I wrote back to Linh saying that "Groceries" was a good example of one Knott mode but that he had other modes and tones. But really the truth is that no Knott poem is typical: they're all thorny and eccentric, like the poet, and that's what makes them memorable.
And (for Bill Knott) I can say that what always startles me awake with Linh Dinh's poems is that they seem less like precious literary confabulations and more like orders and warnings, each one bitten off in a great hurry. Here's one from his new book, Jam Alerts (Chax Press, 2007):
Investment Advices
Shimmering on the horizon, the four horsemen
Will arrive soon.
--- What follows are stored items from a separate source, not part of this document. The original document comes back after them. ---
#[cfg(test)]
mod tests {
    use super::*;
    use crate::context::RequestContext;
    use asupersync::Cx;

    fn exchange(method: Method, path: &str) -> ExchangeBuilder {
        ExchangeBuilder::new(RequestContext::new(Cx::for_testing(), 1), method, path)
    }

    #[test]
    fn method_roundtrip() {
        assert_eq!(Method::parse("GET"), Some(Method::Get));
        assert_eq!(Method::parse("PATCH"), Some(Method::Patch));
        assert_eq!(Method::parse("get"), None);
        assert_eq!(Method::Delete.to_string(), "DELETE");
    }

    #[test]
    fn headers_are_case_insensitive() {
        let e = exchange(Method::Get, "/")
            .header("X-Token", "abc")
            .build();
        assert_eq!(e.header("x-token").as_deref(), Some("abc"));
        assert_eq!(e.header("X-TOKEN").as_deref(), Some("abc"));
    }

    #[test]
    fn query_values_and_flags() {
        let e = exchange(Method::Get, "/items")
            .query("q=hello%20there&force")
            .build();
        assert_eq!(e.query("q").as_deref(), Some("hello there"));
        assert_eq!(e.query("force"), None);
        assert!(e.query_has("force"));
        assert!(!e.query_has("missing"));
    }

    #[test]
    fn cookie_parsing() {
        let e = exchange(Method::Get, "/")
            .header("cookie", "a=1; token=x%20y; b=2")
            .build();
        assert_eq!(e.cookie("token").as_deref(), Some("x y"));
        assert_eq!(e.cookie("b").as_deref(), Some("2"));
        assert_eq!(e.cookie("missing"), None);
    }

    #[test]
    fn attrs_are_request_scoped() {
        let e = exchange(Method::Get, "/").build();
        assert_eq!(e.attr("user"), None);
        e.set_attr("user", Value::from("ann"));
        assert_eq!(e.attr("user"), Some(Value::from("ann")));
    }

    #[test]
    fn path_params_after_match() {
        let e = exchange(Method::Get, "/users/42").build();
        assert_eq!(e.path_param("id"), None);
        e.set_path_params(vec![("id".into(), "42".into())]);
        assert_eq!(e.path_param("id").as_deref(), Some("42"));
    }

    #[test]
    fn body_json_rejects_empty_body() {
        let e = exchange(Method::Post, "/").build();
        let err = e.body_json().unwrap_err();
        assert_eq!(err.status.as_u16(), 400);
    }

    #[test]
    fn body_json_parses() {
        let e = exchange(Method::Post, "/")
            .body_json(&serde_json::json!({"name": "Ann"}))
            .build();
        let body = e.body_json().unwrap();
        assert_eq!(body["name"], "Ann");
    }

    #[test]
    fn request_stream_reads_body() {
        let e = exchange(Method::Post, "/").body_text("hello").build();
        let mut reader = e.request_stream();
        let mut out = String::new();
        reader.read_to_string(&mut out).unwrap();
        assert_eq!(out, "hello");
        assert_eq!(reader.remaining(), 0);
    }

    #[test]
    fn route_meta_lookup() {
        let meta = RouteMeta::new(
            "get_user",
            vec![("role".into(), Value::from("admin"))],
        );
        assert_eq!(meta.name(), "get_user");
        assert!(meta.has("role"));
        assert_eq!(meta.get("role"), Some(&Value::from("admin")));
        assert!(!meta.has("missing"));
    }

    #[test]
    fn exchange_clones_share_state() {
        let e = exchange(Method::Get, "/").build();
        let clone = e.clone();
        e.set_attr("k", Value::from(1));
        assert_eq!(clone.attr("k"), Some(Value::from(1)));
    }
}
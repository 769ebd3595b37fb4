//! Path templates and request-path matching.
//!
//! A template like `/users/:id/posts` is compiled once at registration
//! into a [`PathPattern`]: a sequence of literal and parameter segments.
//! Matching is segment-by-segment with no backtracking, and captured
//! values are percent-decoded.

use std::fmt;

/// One segment of a compiled path template.
#[derive(Debug, Clone, PartialEq, Eq)]
pub enum Segment {
    /// A literal segment that must match exactly.
    Literal(String),
    /// A named capture, written `:name` in the template.
    Param(String),
}

/// A compiled path template.
#[derive(Debug, Clone, PartialEq, Eq)]
pub struct PathPattern {
    template: String,
    segments: Vec<Segment>,
}

/// A template failed to compile.
#[derive(Debug, Clone, PartialEq, Eq)]
pub enum PatternError {
    /// The template does not start with `/`.
    MissingLeadingSlash { template: String },
    /// The template contains an empty segment (`//`).
    EmptySegment { template: String },
    /// A `:` segment has no name.
    EmptyParamName { template: String },
    /// The same parameter name appears twice.
    DuplicateParam { template: String, name: String },
}

impl fmt::Display for PatternError {
    fn fmt(&self, f: &mut fmt::Formatter<'_>) -> fmt::Result {
        match self {
            Self::MissingLeadingSlash { template } => {
                write!(f, "path template {template:?} must start with '/'")
            }
            Self::EmptySegment { template } => {
                write!(f, "path template {template:?} contains an empty segment")
            }
            Self::EmptyParamName { template } => {
                write!(f, "path template {template:?} has a parameter with no name")
            }
            Self::DuplicateParam { template, name } => {
                write!(f, "path template {template:?} repeats parameter `{name}`")
            }
        }
    }
}

impl std::error::Error for PatternError {}

impl PathPattern {
    /// Compile a path template.
    ///
    /// # Errors
    ///
    /// Returns a [`PatternError`] when the template is malformed: no
    /// leading slash, an empty segment, an unnamed parameter, or a
    /// duplicated parameter name.
    pub fn compile(template: &str) -> Result<Self, PatternError> {
        if !template.starts_with('/') {
            return Err(PatternError::MissingLeadingSlash {
                template: template.to_owned(),
            });
        }
        let mut segments = Vec::new();
        let mut names: Vec<&str> = Vec::new();
        if template != "/" {
            for raw in template[1..].split('/') {
                if raw.is_empty() {
                    return Err(PatternError::EmptySegment {
                        template: template.to_owned(),
                    });
                }
                if let Some(name) = raw.strip_prefix(':') {
                    if name.is_empty() {
                        return Err(PatternError::EmptyParamName {
                            template: template.to_owned(),
                        });
                    }
                    if names.contains(&name) {
                        return Err(PatternError::DuplicateParam {
                            template: template.to_owned(),
                            name: name.to_owned(),
                        });
                    }
                    names.push(name);
                    segments.push(Segment::Param(name.to_owned()));
                } else {
                    segments.push(Segment::Literal(raw.to_owned()));
                }
            }
        }
        Ok(Self {
            template: template.to_owned(),
            segments,
        })
    }

    /// The original template text.
    #[must_use]
    pub fn template(&self) -> &str {
        &self.template
    }

    /// The compiled segments.
    #[must_use]
    pub fn segments(&self) -> &[Segment] {
        &self.segments
    }

    /// Names of the capture parameters, in template order.
    pub fn param_names(&self) -> impl Iterator<Item = &str> {
        self.segments.iter().filter_map(|s| match s {
            Segment::Param(name) => Some(name.as_str()),
            Segment::Literal(_) => None,
        })
    }

    /// Match a request path against this pattern.
    ///
    /// Returns the captured parameters on a match. Paths must have the
    /// same number of segments; an empty segment never matches a capture,
    /// so `/users//posts` does not match `/users/:id/posts`.
    #[must_use]
    pub fn match_path(&self, path: &str) -> Option<Vec<(String, String)>> {
        let path = path.strip_prefix('/')?;
        let mut captures = Vec::new();
        let given: Vec<&str> = if path.is_empty() {
            Vec::new()
        } else {
            path.split('/').collect()
        };
        if given.len() != self.segments.len() {
            return None;
        }
        for (segment, part) in self.segments.iter().zip(&given) {
            match segment {
                Segment::Literal(lit) => {
                    if lit != part {
                        return None;
                    }
                }
                Segment::Param(name) => {
                    if part.is_empty() {
                        return None;
                    }
                    captures.push((
                        name.clone(),
                        weft_core::percent_decode(part).into_owned(),
                    ));
                }
            }
        }
        Some(captures)
    }

    /// The sort key that orders literal segments before captures.
    ///
    /// `~` sorts after every character legal in a literal segment, so a
    /// stable sort on this key puts more specific patterns first.
    #[must_use]
    pub fn sort_key(&self) -> String {
        let mut key = String::with_capacity(self.template.len());
        for segment in &self.segments {
            key.push('/');
            match segment {
                Segment::Literal(lit) => key.push_str(lit),
                Segment::Param(name) => {
                    key.push('~');
                    key.push_str(name);
                }
            }
        }
        if key.is_empty() {
            key.push('/');
        }
        key
    }
}

#[cfg(test)]
mod tests {
    use super::*;

    #[test]
    fn compiles_literals_and_params() {
        let p = PathPattern::compile("/users/:id/posts").unwrap();
        assert_eq!(
            p.segments(),
            &[
                Segment::Literal("users".into()),
                Segment::Param("id".into()),
                Segment::Literal("posts".into()),
            ]
        );
        assert_eq!(p.param_names().collect::<Vec<_>>(), vec!["id"]);
    }

    #[test]
    fn root_template_is_empty_segments() {
        let p = PathPattern::compile("/").unwrap();
        assert!(p.segments().is_empty());
        assert_eq!(p.match_path("/"), Some(vec![]));
        assert_eq!(p.match_path("/x"), None);
    }

    #[test]
    fn rejects_malformed_templates() {
        assert!(matches!(
            PathPattern::compile("users"),
            Err(PatternError::MissingLeadingSlash { .. })
        ));
        assert!(matches!(
            PathPattern::compile("/a//b"),
            Err(PatternError::EmptySegment { .. })
        ));
        assert!(matches!(
            PathPattern::compile("/a/:"),
            Err(PatternError::EmptyParamName { .. })
        ));
        assert!(matches!(
            PathPattern::compile("/:id/:id"),
            Err(PatternError::DuplicateParam { .. })
        ));
    }

    #[test]
    fn matches_and_captures() {
        let p = PathPattern::compile("/users/:id").unwrap();
        assert_eq!(
            p.match_path("/users/42"),
            Some(vec![("id".into(), "42".into())])
        );
        assert_eq!(p.match_path("/users"), None);
        assert_eq!(p.match_path("/users/42/posts"), None);
        assert_eq!(p.match_path("/teams/42"), None);
    }

    #[test]
    fn captures_are_percent_decoded() {
        let p = PathPattern::compile("/files/:name").unwrap();
        assert_eq!(
            p.match_path("/files/a%20b"),
            Some(vec![("name".into(), "a b".into())])
        );
    }

    #[test]
    fn empty_segment_never_matches_a_capture() {
        let p = PathPattern::compile("/users/:id/posts").unwrap();
        assert_eq!(p.match_path("/users//posts"), None);
    }

    #[test]
    fn sort_key_puts_literals_before_captures() {
        let literal = PathPattern::compile("/users/me").unwrap();
        let capture = PathPattern::compile("/users/:id").unwrap();
        assert!(literal.sort_key() < capture.sort_key());
    }
}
Put all your liquid assets into
Baked beans, canned tuna and bandages.
After the almighty Dollar evaporates, the King's
English will shrivel. Therefore, toss your English
Dictionaries away, burn all of your English books.
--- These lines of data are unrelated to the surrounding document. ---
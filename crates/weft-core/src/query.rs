//! Query string parsing.
//!
//! Parses the raw query string lazily and keeps the distinction between a
//! bare flag (`?force`) and an empty value (`?name=`): the former has no
//! value at all, which is what the parameter binder's boolean-flag rule
//! keys on.

use std::borrow::Cow;

/// A parsed query string with lazy access to parameters.
#[derive(Debug, Clone, Default, PartialEq, Eq)]
pub struct QueryString<'a> {
    raw: &'a str,
}

impl<'a> QueryString<'a> {
    /// Parse a query string (without the leading `?`).
    #[must_use]
    pub fn parse(raw: &'a str) -> Self {
        Self { raw }
    }

    /// Returns true if the query string is empty.
    #[must_use]
    pub fn is_empty(&self) -> bool {
        self.raw.is_empty()
    }

    /// Iterate over `(key, value)` pairs in declaration order.
    ///
    /// A bare flag yields `("flag", None)`; an explicit empty value yields
    /// `("name", Some(""))`. Keys and values are not decoded here.
    pub fn pairs(&self) -> impl Iterator<Item = (&'a str, Option<&'a str>)> {
        self.raw.split('&').filter(|s| !s.is_empty()).map(|pair| {
            match pair.find('=') {
                Some(eq) => (&pair[..eq], Some(&pair[eq + 1..])),
                None => (pair, None),
            }
        })
    }

    /// First value for `key`, percent-decoded.
    ///
    /// Returns `None` both when the key is absent and when it is present
    /// as a bare flag; use [`QueryString::has`] to tell those apart.
    #[must_use]
    pub fn value(&self, key: &str) -> Option<Cow<'a, str>> {
        self.pairs()
            .find(|(k, _)| *k == key)
            .and_then(|(_, v)| v)
            .map(percent_decode)
    }

    /// Whether `key` appears at all, with or without a value.
    #[must_use]
    pub fn has(&self, key: &str) -> bool {
        self.pairs().any(|(k, _)| k == key)
    }

    /// All values for `key`, percent-decoded, skipping bare flags.
    pub fn values(&self, key: &str) -> impl Iterator<Item = Cow<'a, str>> {
        let key = key.to_owned();
        self.pairs()
            .filter(move |(k, _)| *k == key)
            .filter_map(|(_, v)| v)
            .map(percent_decode)
    }

    /// Number of parameters (flags included).
    #[must_use]
    pub fn len(&self) -> usize {
        self.pairs().count()
    }
}

/// Percent-decode a string, treating `+` as a space.
///
/// Returns `Cow::Borrowed` when no decoding was needed. Invalid percent
/// sequences pass through unchanged rather than failing the request.
#[must_use]
pub fn percent_decode(s: &str) -> Cow<'_, str> {
    if !s.contains('%') && !s.contains('+') {
        return Cow::Borrowed(s);
    }

    let bytes = s.as_bytes();
    let mut out = Vec::with_capacity(bytes.len());
    let mut i = 0;

    while i < bytes.len() {
        match bytes[i] {
            b'%' if i + 2 < bytes.len() => {
                if let (Some(hi), Some(lo)) = (hex_digit(bytes[i + 1]), hex_digit(bytes[i + 2])) {
                    out.push(hi << 4 | lo);
                    i += 3;
                } else {
                    out.push(b'%');
                    i += 1;
                }
            }
            b'+' => {
                out.push(b' ');
                i += 1;
            }
            b => {
                out.push(b);
                i += 1;
            }
        }
    }

    Cow::Owned(String::from_utf8_lossy(&out).into_owned())
}

fn hex_digit(b: u8) -> Option<u8> {
    match b {
        b'0'..=b'9' => Some(b - b'0'),
        b'a'..=b'f' => Some(b - b'a' + 10),
        b'A'..=b'F' => Some(b - b'A' + 10),
        _ => None,
    }
}

#[cfg(test)]
mod tests {
    use super::*;

    #[test]
    fn empty_query_string() {
        let qs = QueryString::parse("");
        assert!(qs.is_empty());
        assert_eq!(qs.len(), 0);
        assert_eq!(qs.value("any"), None);
        assert!(!qs.has("any"));
    }

    #[test]
    fn values_and_flags_are_distinct() {
        let qs = QueryString::parse("name=&force&age=30");
        // Explicit empty value.
        assert_eq!(qs.value("name").as_deref(), Some(""));
        // Bare flag: present but valueless.
        assert_eq!(qs.value("force"), None);
        assert!(qs.has("force"));
        assert_eq!(qs.value("age").as_deref(), Some("30"));
    }

    #[test]
    fn first_of_repeated_keys_wins() {
        let qs = QueryString::parse("tag=a&tag=b");
        assert_eq!(qs.value("tag").as_deref(), Some("a"));
        let all: Vec<_> = qs.values("tag").collect();
        assert_eq!(all, vec!["a", "b"]);
    }

    #[test]
    fn decodes_percent_sequences_and_plus() {
        let qs = QueryString::parse("msg=hello%20world&alt=a+b");
        assert_eq!(qs.value("msg").as_deref(), Some("hello world"));
        assert_eq!(qs.value("alt").as_deref(), Some("a b"));
    }

    #[test]
    fn decodes_utf8() {
        let qs = QueryString::parse("word=caf%C3%A9");
        assert_eq!(qs.value("word").as_deref(), Some("café"));
    }

    #[test]
    fn stray_ampersands_are_ignored() {
        let qs = QueryString::parse("&a=1&&b=2&");
        assert_eq!(qs.len(), 2);
        assert_eq!(qs.value("a").as_deref(), Some("1"));
        assert_eq!(qs.value("b").as_deref(), Some("2"));
    }

    #[test]
    fn percent_decode_borrows_when_plain() {
        assert!(matches!(percent_decode("plain"), Cow::Borrowed(_)));
    }

    #[test]
    fn percent_decode_keeps_invalid_sequences() {
        assert_eq!(&*percent_decode("%ZZ"), "%ZZ");
        assert_eq!(&*percent_decode("%2"), "%2");
    }
}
The language he aggressively collects (from finance, law, history, porn) gets swept into the giant tidepool of his attention, whirled violently and disgorged in these poems, each of which seems to have wanted writing in the best, worst way. Linh Dinh's work is never random noodlings, pastel word confetti and pleasantries. Look elsewhere for that, but look here for both the necessities and the significant perils of our art, as in his poem "What Words Do" (also from Jam Alerts):
They cannibalize each other. The weakest ones
Are merely parasites. Grafting words onto words,
The wishy-washy don't trim away what's superfluous,
Resulting in ghastly weed gardens. Words, especially
Wrong and pointless ones, like to flit about, like bugs.